----- DATA IN THIS EXERCISE -----

//! Standard analyzer used for both indexing and query parsing.
//!
//! # Pipeline
//!
//! 1. UnicodeWordTokenizer (or WhitespaceTokenizer)
//! 2. LowercaseFilter
//! 3. StripFilter (splits on punctuation, drops apostrophes)
//! 4. StopFilter (only when enabled)
//! 5. StemFilter (only when enabled)
//! 6. RemoveEmptyFilter
//!
//! # Examples
//!
//! ```
//! use sift::analysis::analyzer::{Analyzer, StandardAnalyzer};
//!
//! let analyzer = StandardAnalyzer::new();
//! let tokens: Vec<_> = analyzer.analyze("Hello, don't PANIC").unwrap().collect();
//!
//! assert_eq!(tokens.len(), 3);
//! assert_eq!(tokens[0].text, "hello");
//! assert_eq!(tokens[1].text, "dont");
//! assert_eq!(tokens[2].text, "panic");
//! ```

use std::sync::Arc;

use crate::analysis::analyzer::analyzer::Analyzer;
use crate::analysis::analyzer::config::{AnalyzerConfig, TokenizerKind};
use crate::analysis::analyzer::pipeline::PipelineAnalyzer;
use crate::analysis::token::TokenStream;
use crate::analysis::token_filter::{
    LowercaseFilter, RemoveEmptyFilter, StemFilter, StopFilter, StripFilter,
};
use crate::analysis::tokenizer::{Tokenizer, UnicodeWordTokenizer, WhitespaceTokenizer};
use crate::error::Result;

/// The analyzer every index uses unless configured otherwise.
pub struct StandardAnalyzer {
    inner: PipelineAnalyzer,
    config: AnalyzerConfig,
}

impl StandardAnalyzer {
    /// Create a new standard analyzer with default settings (no stop words).
    pub fn new() -> Self {
        Self::from_config(&AnalyzerConfig::default())
    }

    /// Create a standard analyzer that also removes English stop words.
    pub fn with_stop_words() -> Self {
        Self::from_config(&AnalyzerConfig::default().with_stop_words(true))
    }

    pub fn from_config(config: &AnalyzerConfig) -> Self {
        let tokenizer: Arc<dyn Tokenizer> = match config.tokenizer {
            TokenizerKind::UnicodeWord => Arc::new(UnicodeWordTokenizer::new()),
            TokenizerKind::Whitespace => Arc::new(WhitespaceTokenizer::new()),
        };

        let mut analyzer = PipelineAnalyzer::new(tokenizer)
            .add_filter(Arc::new(LowercaseFilter::new()))
            .add_filter(Arc::new(StripFilter::new()));
        if config.stop_words {
            analyzer = analyzer.add_filter(Arc::new(StopFilter::new()));
        }
        if config.stemming {
            analyzer = analyzer.add_filter(Arc::new(StemFilter::new()));
        }
        let analyzer = analyzer
            .add_filter(Arc::new(RemoveEmptyFilter::new()))
            .with_name("standard");

        StandardAnalyzer {
            inner: analyzer,
            config: config.clone(),
        }
    }

    /// Get the inner pipeline analyzer.
    pub fn inner(&self) -> &PipelineAnalyzer {
        &self.inner
    }

    pub fn config(&self) -> &AnalyzerConfig {
        &self.config
    }
}

impl Default for StandardAnalyzer {
    fn default() -> Self {
        Self::new()
    }
}

impl Analyzer for StandardAnalyzer {
    fn analyze(&self, text: &str) -> Result<TokenStream> {
        self.inner.analyze(text)
    }

    fn name(&self) -> &'static str {
        "standard"
    }
}

impl std::fmt::Debug for StandardAnalyzer {
    fn fmt(&self, f: &mut std::fmt::Formatter<'_>) -> std::fmt::Result {
        f.debug_struct("StandardAnalyzer")
            .field("inner", &self.inner)
            .finish()
    }
}
//! Stemming token filter.
//!
//! Stemming folds inflected forms onto one term, so `walking` and `walked`
//! both index and search as `walk`. It is off in the standard analyzer
//! unless [`AnalyzerConfig::stemming`](crate::analysis::AnalyzerConfig) is set.

use super::Filter;
use crate::analysis::token::TokenStream;
use crate::error::Result;

/// Trait for stemming algorithms.
pub trait Stemmer: Send + Sync {
    /// Stem a word to its root form.
    fn stem(&self, word: &str) -> String;

    /// Get the name of this stemmer.
    fn name(&self) -> &'static str;
}

pub mod porter;

pub use porter::PorterStemmer;

/// Filter that replaces each token's text with its stem.
pub struct StemFilter {
    stemmer: Box<dyn Stemmer>,
}

impl std::fmt::Debug for StemFilter {
    fn fmt(&self, f: &mut std::fmt::Formatter<'_>) -> std::fmt::Result {
        f.debug_struct("StemFilter")
            .field("stemmer", &self.stemmer.name())
            .finish()
    }
}

impl StemFilter {
    /// Create a new stem filter with the Porter stemmer.
    pub fn new() -> Self {
        StemFilter {
            stemmer: Box::new(PorterStemmer::new()),
        }
    }

    /// Create a stem filter with a custom stemmer.
    pub fn with_stemmer(stemmer: Box<dyn Stemmer>) -> Self {
        StemFilter { stemmer }
    }
}

impl Default for StemFilter {
    fn default() -> Self {
        Self::new()
    }
}

impl Filter for StemFilter {
    fn filter(&self, tokens: TokenStream) -> Result<TokenStream> {
        let filtered_tokens = tokens
            .map(|token| {
                if token.is_stopped() {
                    token
                } else {
                    let stemmed = self.stemmer.stem(&token.text);
                    token.with_text(stemmed)
                }
            })
            .collect::<Vec<_>>();

        Ok(Box::new(filtered_tokens.into_iter()))
    }

    fn name(&self) -> &'static str {
        "stem"
    }
}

-----

> [GOAL OF THE EXERCISE] Reproduce the whole listing verbatim.

> [RESPONSE TO THIS EXERCISE]
//! Standard analyzer used for both indexing and query parsing.
//!
//! # Pipeline
//!
//! 1. UnicodeWordTokenizer (or WhitespaceTokenizer)
//! 2. LowercaseFilter
//! 3. StripFilter (splits on punctuation, drops apostrophes)
//! 4. StopFilter (only when enabled)
//! 5. StemFilter (only when enabled)
//! 6. RemoveEmptyFilter
//!
//! # Examples
//!
//! ```
//! use sift::analysis::analyzer::{Analyzer, StandardAnalyzer};
//!
//! let analyzer = StandardAnalyzer::new();
//! let tokens: Vec<_> = analyzer.analyze("Hello, don't PANIC").unwrap().collect();
//!
//! assert_eq!(tokens.len(), 3);
//! assert_eq!(tokens[0].text, "hello");
//! assert_eq!(tokens[1].text, "dont");
//! assert_eq!(tokens[2].text, "panic");
//! ```

use std::sync::Arc;

use crate::analysis::analyzer::analyzer::Analyzer;
use crate::analysis::analyzer::config::{AnalyzerConfig, TokenizerKind};
use crate::analysis::analyzer::pipeline::PipelineAnalyzer;
use crate::analysis::token::TokenStream;
use crate::analysis::token_filter::{
    LowercaseFilter, RemoveEmptyFilter, StemFilter, StopFilter, StripFilter,
};
use crate::analysis::tokenizer::{Tokenizer, UnicodeWordTokenizer, WhitespaceTokenizer};
use crate::error::Result;

/// The analyzer every index uses unless configured otherwise.
pub struct StandardAnalyzer {
    inner: PipelineAnalyzer,
    config: AnalyzerConfig,
}

impl StandardAnalyzer {
    /// Create a new standard analyzer with default settings (no stop words).
    pub fn new() -> Self {
        Self::from_config(&AnalyzerConfig::default())
    }

    /// Create a standard analyzer that also removes English stop words.
    pub fn with_stop_words() -> Self {
        Self::from_config(&AnalyzerConfig::default().with_stop_words(true))
    }

    pub fn from_config(config: &AnalyzerConfig) -> Self {
        let tokenizer: Arc<dyn Tokenizer> = match config.tokenizer {
            TokenizerKind::UnicodeWord => Arc::new(UnicodeWordTokenizer::new()),
            TokenizerKind::Whitespace => Arc::new(WhitespaceTokenizer::new()),
        };

        let mut analyzer = PipelineAnalyzer::new(tokenizer)
            .add_filter(Arc::new(LowercaseFilter::new()))
            .add_filter(Arc::new(StripFilter::new()));
        if config.stop_words {
            analyzer = analyzer.add_filter(Arc::new(StopFilter::new()));
        }
        if config.stemming {
            analyzer = analyzer.add_filter(Arc::new(StemFilter::new()));
        }
        let analyzer = analyzer
            .add_filter(Arc::new(RemoveEmptyFilter::new()))
            .with_name("standard");

        StandardAnalyzer {
            inner: analyzer,
            config: config.clone(),
        }
    }

    /// Get the inner pipeline analyzer.
    pub fn inner(&self) -> &PipelineAnalyzer {
        &self.inner
    }

    pub fn config(&self) -> &AnalyzerConfig {
        &self.config
    }
}

impl Default for StandardAnalyzer {
    fn default() -> Self {
        Self::new()
    }
}

impl Analyzer for StandardAnalyzer {
    fn analyze(&self, text: &str) -> Result<TokenStream> {
        self.inner.analyze(text)
    }

    fn name(&self) -> &'static str {
        "standard"
    }
}

impl std::fmt::Debug for StandardAnalyzer {
    fn fmt(&self, f: &mut std::fmt::Formatter<'_>) -> std::fmt::Result {
        f.debug_struct("StandardAnalyzer")
            .field("inner", &self.inner)
            .finish()
    }
}
//! Stemming token filter.
//!
//! Stemming folds inflected forms onto one term, so `walking` and `walked`
//! both index and search as `walk`. It is off in the standard analyzer
//! unless [`AnalyzerConfig::stemming`](crate::analysis::AnalyzerConfig) is set.

use super::Filter;
use crate::analysis::token::TokenStream;
use crate::error::Result;

/// Trait for stemming algorithms.
pub trait Stemmer: Send + Sync {
    /// Stem a word to its root form.
    fn stem(&self, word: &str) -> String;

    /// Get the name of this stemmer.
    fn name(&self) -> &'static str;
}

pub mod porter;

pub use porter::PorterStemmer;

/// Filter that replaces each token's text with its stem.
pub struct StemFilter {
    stemmer: Box<dyn Stemmer>,
}

impl std::fmt::Debug for StemFilter {
    fn fmt(&self, f: &mut std::fmt::Formatter<'_>) -> std::fmt::Result {
        f.debug_struct("StemFilter")
            .field("stemmer", &self.stemmer.name())
            .finish()
    }
}

impl StemFilter {
    /// Create a new stem filter with the Porter stemmer.
    pub fn new() -> Self {
        StemFilter {
            stemmer: Box::new(PorterStemmer::new()),
        }
    }

    /// Create a stem filter with a custom stemmer.
    pub fn with_stemmer(stemmer: Box<dyn Stemmer>) -> Self {
        StemFilter { stemmer }
    }
}

impl Default for StemFilter {
    fn default() -> Self {
        Self::new()
    }
}

impl Filter for StemFilter {
    fn filter(&self, tokens: TokenStream) -> Result<TokenStream> {
        let filtered_tokens = tokens
            .map(|token| {
                if token.is_stopped() {
                    token
                } else {
                    let stemmed = self.stemmer.stem(&token.text);
                    token.with_text(stemmed)
                }
            })
            .collect::<Vec<_>>();

        Ok(Box::new(filtered_tokens.into_iter()))
    }

    fn name(&self) -> &'static str {
        "stem"
    }
}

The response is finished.